---
license: Apache-2.0
name: api-rate-limiting-throttling-expert
description: "Token bucket, sliding window, and Redis-based rate limiting for API protection. Activate on: rate limiting, throttling, token bucket, sliding window, API abuse, DDoS protection, quota management.

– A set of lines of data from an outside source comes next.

impl AttendanceLedger for SqliteLedger {
    fn open_session(&self, s: &SessionInfo) -> Result<SessionInfo, LedgerError> {
        let mut conn = self.conn();
        let tx = conn.transaction_with_behavior(TransactionBehavior::Immediate)?;
        tx.execute(
            "INSERT INTO sessions (id, class_id, date, slot, state, opened_at, slot_start, deadline, closed_at)
             VALUES (?1, ?2, ?3, ?4, ?5, ?6, ?7, ?8, ?9)
             ON CONFLICT(class_id, date, slot) DO NOTHING",
            params![
                s.id.to_string(),
                s.key.class_id,
                s.key.date,
                s.key.slot.as_str(),
                s.state.as_str(),
                s.opened_at,
                s.slot_start,
                s.deadline,
                s.closed_at,
            ],
        )?;
        let stored = tx.query_row(
            &format!("SELECT {SESSION_COLUMNS} FROM sessions WHERE class_id = ?1 AND date = ?2 AND slot = ?3"),
            params![s.key.class_id, s.key.date, s.key.slot.as_str()],
            read_session,
        )??;
        tx.commit()?;
        Ok(stored)
    }

    fn session(&self, id: SessionId) -> Result<Option<SessionInfo>, LedgerError> {
        let conn = self.conn();
        conn.query_row(
            &format!("SELECT {SESSION_COLUMNS} FROM sessions WHERE id = ?1"),
            [id.to_string()],
            read_session,
        )
        .optional()?
        .transpose()
    }

    fn sessions(&self) -> Result<Vec<SessionInfo>, LedgerError> {
        let conn = self.conn();
        let mut stmt = conn.prepare(&format!("SELECT {SESSION_COLUMNS} FROM sessions ORDER BY opened_at"))?;
        let rows = stmt.query_map([], read_session)?;
        let mut out = Vec::new();
        for row in rows {
            out.push(row??);
        }
        Ok(out)
    }

    fn admit(&self, record: &AttendanceRecord) -> Result<Admission, LedgerError> {
        let mut conn = self.conn();
        let tx = conn.transaction_with_behavior(TransactionBehavior::Immediate)?;
        if session_state(&tx, record.session_id)? == SessionState::Closed {
            return Ok(Admission::SessionClosed);
        }
        if let Some(id) = root_of(&tx, record.session_id, &record.identity)? {
            return Ok(Admission::Duplicate(id));
        }
        insert_record(&tx, record)?;
        tx.commit()?;
        Ok(Admission::Appended)
    }

    fn close_session(
        &self,
        id: SessionId,
        closed_at: NaiveDateTime,
        absent: &[AttendanceRecord],
    ) -> Result<Closure, LedgerError> {
        let mut conn = self.conn();
        let tx = conn.transaction_with_behavior(TransactionBehavior::Immediate)?;
        if session_state(&tx, id)? == SessionState::Closed {
            return Ok(Closure::AlreadyClosed);
        }
        let mut stored = Vec::new();
        for record in absent {
            if root_of(&tx, id, &record.identity)?.is_none() {
                insert_record(&tx, record)?;
                stored.push(record.clone());
            }
        }
        tx.execute(
            "UPDATE sessions SET state = ?2, closed_at = ?3 WHERE id = ?1",
            params![id.to_string(), SessionState::Closed.as_str(), closed_at],
        )?;
        tx.commit()?;
        Ok(Closure::Closed(stored))
    }

    fn append(&self, records: &[AttendanceRecord]) -> Result<(), LedgerError> {
        let mut conn = self.conn();
        let tx = conn.transaction()?;
        for r in records {
            insert_record(&tx, r)?;
        }
        tx.commit()?;
        Ok(())
    }

    fn record(&self, id: Uuid) -> Result<Option<AttendanceRecord>, LedgerError> {
        let conn = self.conn();
        let sql = format!("SELECT {RECORD_COLUMNS} FROM records r WHERE r.id = ?1");
        conn.query_row(&sql, [id.to_string()], read_record)
            .optional()?
            .transpose()
    }

    fn session_records(&self, session: SessionId) -> Result<Vec<AttendanceRecord>, LedgerError> {
        self.select("r.session_id = ?1", vec![session.to_string()])
    }

    fn query(&self, query: &RecordQuery) -> Result<Vec<AttendanceRecord>, LedgerError> {
        let mut filter = vec!["1 = 1".to_string()];
        let mut args = Vec::new();
        if let Some(class_id) = &query.class_id {
            args.push(class_id.clone());
            filter.push(format!("s.class_id = ?{}", args.len()));
        }
        if let Some(from) = query.from {
            args.push(from.to_string());
            filter.push(format!("s.date >= ?{}", args.len()));
        }
        if let Some(to) = query.to {
            args.push(to.to_string());
            filter.push(format!("s.date <= ?{}", args.len()));
        }
        if let Some(identity) = &query.identity {
            args.push(identity.clone());
            filter.push(format!("r.identity = ?{}", args.len()));
        }
        Ok(effective(self.select(&filter.join(" AND "), args)?))
    }

    fn history(&self, id: Uuid) -> Result<Vec<AttendanceRecord>, LedgerError> {
        let Some(record) = self.record(id)? else {
            return Ok(Vec::new());
        };
        let root = record.root_id().to_string();
        self.select("(r.id = ?1 OR r.amends = ?1)", vec![root])
    }
}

NOT for: API gateway setup (use api-gateway-reverse-proxy-expert), caching (use cache-strategy-invalidation-expert)."
allowed-tools: Read,Write,Edit,Bash(npm:*,npx:*,redis-cli:*)
category: Backend & Infrastructure
tags:
  - rate-limiting
  - throttling
  - redis
  - api-protection
  - token-bucket
pairs-with:
  - skill: api-gateway-reverse-proxy-expert
    reason: Rate limiting is typically enforced at the gateway
  - skill: cache-strategy-invalidation-expert
    reason: Redis powers both caching and rate limit counters
  - skill: multi-tenant-architecture-expert
    reason: Per-tenant rate limits are essential for multi-tenant APIs
---

# API Rate Limiting & Throttling Expert

Implement fair, efficient rate limiting using token bucket, sliding window, and fixed window algorithms with Redis-backed distributed counters.

## Activation Triggers

**Activate on:** "rate limiting", "throttling", "token bucket", "sliding window", "API abuse", "DDoS protection", "quota management", "429 Too Many Requests", "request limits"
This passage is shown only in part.